The kind of conceptual framework that we need for the education of children and others with difficulties in learning and disabilities is what has been called a bio-psycho-social model (Engel, 1977; Norwich, 1990; Cooper, 1996; Kiesler, 2000). This is an inter-disciplinary, multi-level and interactive framework. It is one where factors and processes within and between these 3 broad levels of analyses would be considered. When processes within a particular level might be seen as dominant, other levels might still be seen to have some contributory interactive impact. It is a framework which can avoid over-individualising problems in education, a tendency criticised by proponents of social models, while still recognising individual factors. Also, it is a framework which can avoid over-socialising problems, a risk noted by those who assert the reality of individual difficulties and disabilities. The social model has become the more dominant and popular model and this can be understood as a necessary development and corrective to over-simplistic and over-individualized models (Lindsay, 2003). However, the way that the social model has been presented and advocated has been exaggerated and over-simplistic. Much of the persuasive force of the social model has come from the commitment to the value of the social and academic participation of all children and young people in mainstream schools. The social model has provided the basis for an agenda to remove barriers in the society and schools to greater participation of all. How the model has come to be represented and used owes much to its role in justifying the push towards greater inclusion and less to the complexities about the origins and causes of learning difficulties and disabilities.

MLD as a category

The use of the term Moderate Learning Difficulties (MLD) in the UK reflects much of what is lacking in clarity in the system of additional and different provision for children with difficulties and disabilities. One of the confusing aspects of the term learning difficulties, is that in the current UK legislation, all children with special educational needs are defined as having learning difficulties. This meant that whether a child had a sensory, motor or intellectual difficulty, she or he would be defined as having a learning difficulty. In one sense this was an understandable turn in the 1981 Act, which was re-focussing special education as being about difficulties in learning and not as about medical categories. But, to avoid confusion between these two meanings of learning difficulties - as the replacement for the term ESN and the historic focus on children assumed to have lower intellectual abilities - and - as the term to cover all kinds of special educational needs - it would have been wise to abandon the Warnock terminology and adopt some other term for children with moderate to more significant degrees of low intellectual functioning. It is interesting that even after a quarter of a century since the Warnock Report, there is still little comment about this matter.

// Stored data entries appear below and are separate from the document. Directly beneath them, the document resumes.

//! Typed errors for the ingestion library.
//!
//! Uses `thiserror` for library errors (not `anyhow`) so callers can match
//! on the failure they care about. Each subsystem keeps its own error enum;
//! `IngestionError` composes them at the pipeline boundary.

use serde::{Deserialize, Serialize};
use thiserror::Error;

use crate::jobs::LockError;
use crate::sync::SyncError;
use crate::traits::llm::LlmError;
use crate::traits::ocr::OcrError;
use crate::traits::store::StoreError;

/// Errors that can surface from workers and the extraction pipeline.
#[derive(Debug, Error)]
pub enum IngestionError {
    /// Job lock could not be acquired or a transition was rejected
    #[error("job lock error: {0}")]
    Lock(#[from] LockError),

    /// Object store operation failed
    #[error("object store error: {0}")]
    Store(#[from] StoreError),

    /// LLM call failed after retries
    #[error("LLM error: {0}")]
    Llm(#[from] LlmError),

    /// OCR engine failure
    #[error("OCR error: {0}")]
    Ocr(#[from] OcrError),

    /// Relational sync failure
    #[error("database sync error: {0}")]
    Sync(#[from] SyncError),

    /// Page has no OCR text to work with
    #[error("page {page} has no OCR text")]
    EmptyPage { page: u32 },

    /// Page is not present in the book's metadata document
    #[error("page {page} missing from book metadata")]
    MissingPageMeta { page: u32 },

    /// LLM returned a payload the pipeline could not use
    #[error("invalid LLM response: {0}")]
    InvalidResponse(String),

    /// JSON (de)serialization error
    #[error("JSON error: {0}")]
    Json(#[from] serde_json::Error),

    /// Bulk upload preflight rejected the request
    #[error("bulk upload rejected: {0}")]
    UploadRejected(String),
}

/// Result type alias for ingestion operations.
pub type Result<T> = std::result::Result<T, IngestionError>;

/// Classification of a per-page failure.
///
/// `Retryable` marks failures worth re-running the page for; everything
/// unrecognized is `Terminal` so the pipeline never burns tokens on
/// hopeless cases.
#[derive(Debug, Clone, Copy, PartialEq, Eq, Serialize, Deserialize)]
#[serde(rename_all = "lowercase")]
pub enum ErrorKind {
    Retryable,
    Terminal,
}

const RETRYABLE_PATTERNS: &[&str] = &["rate limit", "429", "timeout", "connection", "temporary"];

/// Classify an error message as retryable or terminal.
///
/// Case-insensitive substring match over a fixed pattern set.
pub fn classify_error(message: &str) -> ErrorKind {
    let lowered = message.to_lowercase();
    if RETRYABLE_PATTERNS.iter().any(|p| lowered.contains(p)) {
        ErrorKind::Retryable
    } else {
        ErrorKind::Terminal
    }
}

#[cfg(test)]
mod tests {
    use super::*;

    #[test]
    fn rate_limit_is_retryable() {
        assert_eq!(classify_error("Rate limit exceeded (429)"), ErrorKind::Retryable);
        assert_eq!(classify_error("HTTP 429 from provider"), ErrorKind::Retryable);
    }

    #[test]
    fn timeout_and_connection_are_retryable() {
        assert_eq!(classify_error("request timeout after 60s"), ErrorKind::Retryable);
        assert_eq!(classify_error("Connection refused"), ErrorKind::Retryable);
        assert_eq!(classify_error("temporary failure in name resolution"), ErrorKind::Retryable);
    }

    #[test]
    fn unknown_errors_are_terminal() {
        assert_eq!(classify_error("invalid image"), ErrorKind::Terminal);
        assert_eq!(classify_error("cannot decode PNG header"), ErrorKind::Terminal);
        assert_eq!(classify_error(""), ErrorKind::Terminal);
    }

    #[test]
    fn error_kind_serializes_lowercase() {
        assert_eq!(serde_json::to_string(&ErrorKind::Retryable).unwrap(), "\"retryable\"");
        assert_eq!(serde_json::to_string(&ErrorKind::Terminal).unwrap(), "\"terminal\"");
    }
}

Recent history shows the continuing ambivalence about the Warnock philosophy of abandoning categories. In the current version of the SEN Code of Practice (DfES, 2001), the case against ‘hard and fast categories’ is stated in terms of the need to focus on the child’s unique circumstances. The second SEN Code identified four areas or dimensions of need related to:

  1. communication and interaction,
  2. cognition and learning,
  3. behaviour, emotional and social development,
  4. sensory and/or physical.

These areas of needs were presented as inter-related, so that individuals may have needs which spanned two or more areas. This move dealt with the continuing problem that many children have more than one kind of difficulty that can impact on their learning. However, within the dimension of cognition and learning, the Code refers to “children who demonstrate features of moderate, severe or profound learning difficulties or specific learning disabilities” (DfES, 2001, paragraph 7:58). This shows that the four overlapping dimensions of need were still not used to replace the category MLD.